=== Begin Enclosure ===
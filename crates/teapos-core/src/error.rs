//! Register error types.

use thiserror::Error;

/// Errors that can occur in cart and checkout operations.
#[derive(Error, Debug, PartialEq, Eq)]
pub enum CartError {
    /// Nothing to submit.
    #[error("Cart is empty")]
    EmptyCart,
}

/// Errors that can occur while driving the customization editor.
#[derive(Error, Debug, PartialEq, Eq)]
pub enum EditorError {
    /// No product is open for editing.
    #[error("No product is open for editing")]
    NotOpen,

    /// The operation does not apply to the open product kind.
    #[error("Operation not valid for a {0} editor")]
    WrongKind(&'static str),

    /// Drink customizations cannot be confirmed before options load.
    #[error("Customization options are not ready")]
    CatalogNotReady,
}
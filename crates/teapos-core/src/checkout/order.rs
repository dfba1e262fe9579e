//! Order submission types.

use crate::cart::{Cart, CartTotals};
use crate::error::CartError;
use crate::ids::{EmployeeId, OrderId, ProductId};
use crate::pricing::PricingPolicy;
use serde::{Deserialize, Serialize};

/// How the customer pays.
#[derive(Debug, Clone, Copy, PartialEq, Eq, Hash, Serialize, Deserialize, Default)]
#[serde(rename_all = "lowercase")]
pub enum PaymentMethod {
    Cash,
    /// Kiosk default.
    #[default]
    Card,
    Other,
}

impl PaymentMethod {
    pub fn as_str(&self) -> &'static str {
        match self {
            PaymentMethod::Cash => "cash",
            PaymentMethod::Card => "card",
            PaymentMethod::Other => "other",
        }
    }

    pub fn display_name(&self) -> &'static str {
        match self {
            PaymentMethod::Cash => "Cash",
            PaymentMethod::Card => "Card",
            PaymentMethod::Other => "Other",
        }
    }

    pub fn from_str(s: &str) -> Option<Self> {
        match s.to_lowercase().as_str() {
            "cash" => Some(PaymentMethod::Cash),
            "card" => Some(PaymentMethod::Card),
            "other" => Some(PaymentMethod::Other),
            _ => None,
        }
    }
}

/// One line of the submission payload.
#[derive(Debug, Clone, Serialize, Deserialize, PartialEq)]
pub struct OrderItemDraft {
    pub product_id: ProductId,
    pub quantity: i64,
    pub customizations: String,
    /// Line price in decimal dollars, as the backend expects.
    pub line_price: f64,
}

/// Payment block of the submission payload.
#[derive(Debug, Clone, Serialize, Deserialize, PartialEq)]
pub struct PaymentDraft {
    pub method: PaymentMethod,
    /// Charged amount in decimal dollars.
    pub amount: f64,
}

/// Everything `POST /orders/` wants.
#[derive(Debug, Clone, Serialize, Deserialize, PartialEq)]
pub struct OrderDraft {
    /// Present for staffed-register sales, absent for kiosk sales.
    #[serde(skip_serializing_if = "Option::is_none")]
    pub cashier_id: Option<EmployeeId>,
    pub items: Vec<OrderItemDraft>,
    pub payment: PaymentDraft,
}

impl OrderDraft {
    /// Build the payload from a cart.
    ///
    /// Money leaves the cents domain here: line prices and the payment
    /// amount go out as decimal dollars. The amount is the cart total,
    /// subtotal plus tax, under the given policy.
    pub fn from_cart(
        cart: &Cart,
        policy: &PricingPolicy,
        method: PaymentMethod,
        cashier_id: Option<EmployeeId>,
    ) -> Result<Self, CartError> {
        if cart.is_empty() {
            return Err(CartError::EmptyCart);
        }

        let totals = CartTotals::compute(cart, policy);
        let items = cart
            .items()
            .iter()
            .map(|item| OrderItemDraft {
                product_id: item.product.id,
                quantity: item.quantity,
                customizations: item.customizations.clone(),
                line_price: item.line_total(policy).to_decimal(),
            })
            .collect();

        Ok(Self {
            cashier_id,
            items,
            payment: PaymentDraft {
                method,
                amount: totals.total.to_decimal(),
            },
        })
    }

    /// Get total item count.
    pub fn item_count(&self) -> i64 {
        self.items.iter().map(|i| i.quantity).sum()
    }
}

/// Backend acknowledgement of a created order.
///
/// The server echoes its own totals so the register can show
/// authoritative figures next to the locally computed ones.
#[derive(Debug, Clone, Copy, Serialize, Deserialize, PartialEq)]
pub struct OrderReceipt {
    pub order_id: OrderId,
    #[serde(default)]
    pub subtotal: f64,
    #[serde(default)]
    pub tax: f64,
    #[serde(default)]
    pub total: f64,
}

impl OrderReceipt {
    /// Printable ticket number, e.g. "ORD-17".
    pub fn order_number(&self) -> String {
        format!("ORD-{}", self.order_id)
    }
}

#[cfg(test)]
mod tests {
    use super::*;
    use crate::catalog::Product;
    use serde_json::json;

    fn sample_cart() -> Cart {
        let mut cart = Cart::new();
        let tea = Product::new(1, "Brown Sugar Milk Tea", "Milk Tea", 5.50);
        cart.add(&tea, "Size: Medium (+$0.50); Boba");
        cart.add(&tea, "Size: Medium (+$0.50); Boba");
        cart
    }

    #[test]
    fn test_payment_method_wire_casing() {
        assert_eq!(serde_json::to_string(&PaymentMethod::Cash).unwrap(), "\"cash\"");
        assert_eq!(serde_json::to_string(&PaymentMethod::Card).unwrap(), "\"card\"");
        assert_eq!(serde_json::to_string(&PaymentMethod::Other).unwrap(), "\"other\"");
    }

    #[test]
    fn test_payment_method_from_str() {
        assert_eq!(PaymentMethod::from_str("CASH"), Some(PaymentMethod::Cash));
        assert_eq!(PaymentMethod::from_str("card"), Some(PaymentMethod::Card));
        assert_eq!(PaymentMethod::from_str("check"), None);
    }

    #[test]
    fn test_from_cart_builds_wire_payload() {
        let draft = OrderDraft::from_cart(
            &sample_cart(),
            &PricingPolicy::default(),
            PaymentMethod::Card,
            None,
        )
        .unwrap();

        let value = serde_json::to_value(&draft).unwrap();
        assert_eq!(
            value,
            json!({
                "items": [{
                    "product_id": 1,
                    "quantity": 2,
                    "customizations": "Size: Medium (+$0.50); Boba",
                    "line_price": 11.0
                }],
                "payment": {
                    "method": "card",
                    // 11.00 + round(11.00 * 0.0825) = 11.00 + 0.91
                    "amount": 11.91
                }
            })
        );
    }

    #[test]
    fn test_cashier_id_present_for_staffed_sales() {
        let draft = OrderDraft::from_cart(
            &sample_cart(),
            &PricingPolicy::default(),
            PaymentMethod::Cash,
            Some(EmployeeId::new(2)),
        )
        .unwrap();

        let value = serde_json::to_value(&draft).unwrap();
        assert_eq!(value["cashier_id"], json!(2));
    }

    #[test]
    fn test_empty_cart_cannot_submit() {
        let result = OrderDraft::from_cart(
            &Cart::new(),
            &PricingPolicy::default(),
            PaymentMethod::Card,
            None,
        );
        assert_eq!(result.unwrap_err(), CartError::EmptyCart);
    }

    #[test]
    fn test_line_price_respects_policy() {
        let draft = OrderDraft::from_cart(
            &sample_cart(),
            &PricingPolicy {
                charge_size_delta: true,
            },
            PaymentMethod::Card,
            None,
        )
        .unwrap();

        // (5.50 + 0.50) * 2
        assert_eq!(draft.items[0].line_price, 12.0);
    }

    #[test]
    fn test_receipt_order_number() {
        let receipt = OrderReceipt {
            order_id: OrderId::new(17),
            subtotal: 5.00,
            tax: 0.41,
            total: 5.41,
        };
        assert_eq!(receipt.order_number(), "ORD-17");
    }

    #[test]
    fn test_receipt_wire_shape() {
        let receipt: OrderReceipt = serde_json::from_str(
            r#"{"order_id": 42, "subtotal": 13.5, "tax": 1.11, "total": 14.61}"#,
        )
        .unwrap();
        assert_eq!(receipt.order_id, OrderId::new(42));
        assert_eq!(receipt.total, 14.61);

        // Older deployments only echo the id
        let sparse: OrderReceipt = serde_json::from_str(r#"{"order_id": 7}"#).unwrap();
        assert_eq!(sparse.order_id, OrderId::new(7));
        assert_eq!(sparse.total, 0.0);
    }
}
=== End Enclosure ===
EXERCISE | Among the lines in the material above, some may hold "OrderItemDraft". State how many do, and add nothing.

COMPLETED EXERCISE | 3